Le monde artistique grec s’est rassemblé le 1er avril au Théâtre Sfendoni et a rédigé une lettre demandant la démission du Ministre de la Culture et déclarant Jan Fabre persona non grata. Le 2 avril, Jan Fabre a quitté ses fonctions par une brève déclaration écrite. Ce qui aurait pu être une mauvaise plaisanterie est devenu un épisode pénible pour la résiliente scène artistique grecque. Jan Fabre lui-même a imputé sa décision de démissionner au « milieu artistique hostile où je suis pourtant arrivé avec un esprit et un coeur ouverts ». La situation est-elle aussi simple que cela ?

Cher Jan Fabre,

En tant que membre de la communauté artistique de Belgique, qui travaille à l’international, je voudrais commencer cette lettre en reconnaissant la grande estime que j’ai pour votre travail artistique, que j’ai d’ailleurs eu l’opportunité de présenter, ainsi que pour les institutions que vous avez fondées. C’est peut-être justement parce que j’estime votre parcours que je me suis senti pour le moins déconcerté après la lecture de vos plans pour le Festival d’Athènes. Avez-vous réellement été surpris qu’ils n’aient pas été accueillis par une standing ovation ? Pour le peu que je connaisse du secteur artistique grec, l’hostilité n’est pas l’une de ses caractéristiques naturelles. L’« Hostilité » — c’est votre mot – est toujours une réaction à quelque chose. À quoi donc ?
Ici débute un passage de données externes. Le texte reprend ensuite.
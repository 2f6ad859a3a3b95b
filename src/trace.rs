//! Execution traces for observability.
//!
//! Trace records are additive: the runner writes them as it goes, callers
//! read them after the fact, and nothing in the loop ever consults them for
//! control flow.

use std::sync::Mutex;

use chrono::{DateTime, Utc};
use serde::Serialize;
use serde_json::Value;

/// One tool invocation inside an agent run.
#[derive(Debug, Clone, Serialize)]
pub struct ToolCallTrace {
    pub tool_name: String,
    pub arguments: Value,
    pub result: String,
    pub duration_ms: u64,
    pub timestamp: DateTime<Utc>,
    pub success: bool,
    pub error: Option<String>,
}

/// One inner agent run, from first model call to final output or handoff.
#[derive(Debug, Clone, Serialize)]
pub struct AgentTrace {
    pub agent_name: String,
    pub started_at: DateTime<Utc>,
    pub finished_at: Option<DateTime<Utc>>,
    pub duration_ms: Option<u64>,
    pub iterations: u32,
    pub tool_calls: Vec<ToolCallTrace>,
    pub handoff_to: Option<String>,
    pub final_output: Option<String>,
}

impl AgentTrace {
    fn new(agent_name: &str) -> Self {
        Self {
            agent_name: agent_name.to_string(),
            started_at: Utc::now(),
            finished_at: None,
            duration_ms: None,
            iterations: 0,
            tool_calls: Vec::new(),
            handoff_to: None,
            final_output: None,
        }
    }
}

#[derive(Default)]
struct TracerInner {
    finished: Vec<AgentTrace>,
    active: Option<AgentTrace>,
}

/// Collects [`AgentTrace`] records across the runs driven by one runner.
#[derive(Default)]
pub struct Tracer {
    inner: Mutex<TracerInner>,
}

impl Tracer {
    pub fn new() -> Self {
        Self::default()
    }

    pub(crate) fn start_agent(&self, agent_name: &str) {
        let mut inner = self.inner.lock().expect("tracer lock poisoned");
        inner.active = Some(AgentTrace::new(agent_name));
    }

    pub(crate) fn record_iteration(&self, iteration: u32) {
        let mut inner = self.inner.lock().expect("tracer lock poisoned");
        if let Some(active) = inner.active.as_mut() {
            active.iterations = iteration;
        }
    }

    pub(crate) fn record_tool_call(&self, trace: ToolCallTrace) {
        let mut inner = self.inner.lock().expect("tracer lock poisoned");
        if let Some(active) = inner.active.as_mut() {
            active.tool_calls.push(trace);
        }
    }

    pub(crate) fn finish_agent(&self, output: &str, handoff_to: Option<&str>) {
        let mut inner = self.inner.lock().expect("tracer lock poisoned");
        if let Some(mut active) = inner.active.take() {
            let finished_at = Utc::now();
            active.duration_ms = Some(
                (finished_at - active.started_at)
                    .num_milliseconds()
                    .max(0) as u64,
            );
            active.finished_at = Some(finished_at);
            active.final_output = Some(output.to_string());
            active.handoff_to = handoff_to.map(str::to_string);
            inner.finished.push(active);
        }
    }

    /// Snapshot of all completed agent traces, in execution order.
    pub fn traces(&self) -> Vec<AgentTrace> {
        self.inner
            .lock()
            .expect("tracer lock poisoned")
            .finished
            .clone()
    }

    pub fn clear(&self) {
        let mut inner = self.inner.lock().expect("tracer lock poisoned");
        inner.finished.clear();
        inner.active = None;
    }

    /// Human-readable execution summary.
    pub fn summary(&self) -> String {
        let traces = self.traces();
        let mut lines = Vec::new();

        lines.push("EXECUTION SUMMARY".to_string());
        lines.push("=".repeat(60));

        for (index, trace) in traces.iter().enumerate() {
            lines.push(format!("Agent {}: {}", index + 1, trace.agent_name));
            lines.push(format!(
                "  Duration: {}ms",
                trace.duration_ms.unwrap_or_default()
            ));
            lines.push(format!("  Iterations: {}", trace.iterations));
            lines.push(format!("  Tool Calls: {}", trace.tool_calls.len()));

            for call in &trace.tool_calls {
                let status = if call.success { "ok" } else { "failed" };
                lines.push(format!(
                    "    [{status}] {} ({}ms)",
                    call.tool_name, call.duration_ms
                ));
            }

            if let Some(target) = &trace.handoff_to {
                lines.push(format!("  Handoff: -> {target}"));
            }
        }

        lines.push("=".repeat(60));
        lines.join("\n")
    }
}

#[cfg(test)]
mod tests {
    use serde_json::json;

    use super::*;

    fn tool_call(name: &str, success: bool) -> ToolCallTrace {
        ToolCallTrace {
            tool_name: name.to_string(),
            arguments: json!({}),
            result: "done".to_string(),
            duration_ms: 3,
            timestamp: Utc::now(),
            success,
            error: if success {
                None
            } else {
                Some("boom".to_string())
            },
        }
    }

    #[test]
    fn finish_moves_active_trace_into_history() {
        let tracer = Tracer::new();
        tracer.start_agent("Safety Router Agent");
        tracer.record_iteration(1);
        tracer.record_tool_call(tool_call("assess_fire_hazard", true));
        tracer.finish_agent("Handing off to Fire Safety Agent", Some("Fire Safety Agent"));

        let traces = tracer.traces();
        assert_eq!(traces.len(), 1);
        assert_eq!(traces[0].agent_name, "Safety Router Agent");
        assert_eq!(traces[0].iterations, 1);
        assert_eq!(traces[0].tool_calls.len(), 1);
        assert_eq!(traces[0].handoff_to.as_deref(), Some("Fire Safety Agent"));
        assert!(traces[0].finished_at.is_some());
    }

    #[test]
    fn records_without_an_active_trace_are_ignored() {
        let tracer = Tracer::new();
        tracer.record_iteration(3);
        tracer.record_tool_call(tool_call("orphan", false));
        tracer.finish_agent("nothing", None);
        assert!(tracer.traces().is_empty());
    }

    #[test]
    fn summary_lists_agents_in_execution_order() {
        let tracer = Tracer::new();
        tracer.start_agent("Router");
        tracer.finish_agent("Handing off to Fire", Some("Fire"));
        tracer.start_agent("Fire");
        tracer.record_tool_call(tool_call("assess_fire_hazard", false));
        tracer.finish_agent("done", None);

        let summary = tracer.summary();
        assert!(summary.contains("Agent 1: Router"));
        assert!(summary.contains("Agent 2: Fire"));
        assert!(summary.contains("Handoff: -> Fire"));
        assert!(summary.contains("[failed] assess_fire_hazard"));
    }

    #[test]
    fn clear_discards_everything() {
        let tracer = Tracer::new();
        tracer.start_agent("Router");
        tracer.finish_agent("done", None);
        tracer.clear();
        assert!(tracer.traces().is_empty());
    }
}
NE VOYIEZ-VOUS PAS QUE VOUS MARCHIEZ SUR DES ŒUFS ?

Le 29 mars, vous présentiez votre programme à Athènes. Dans le dossier de presse remis pour l’occasion, vous écrivez que vous « espérez construire des ponts et développer un dialogue ». Je suis tout à fait pour, et j’espère que nous pouvons commencer ce dialogue dès maintenant. Par « nous » je n’entends pas uniquement vous et moi, mais « nous » en tant que communauté internationale d’artistes, de curateurs, de directeurs artistiques, de producteurs, de chargés de relations publiques, etc. C’est la raison pour laquelle je partage publiquement mon message. J’ai beaucoup de questions à vous poser.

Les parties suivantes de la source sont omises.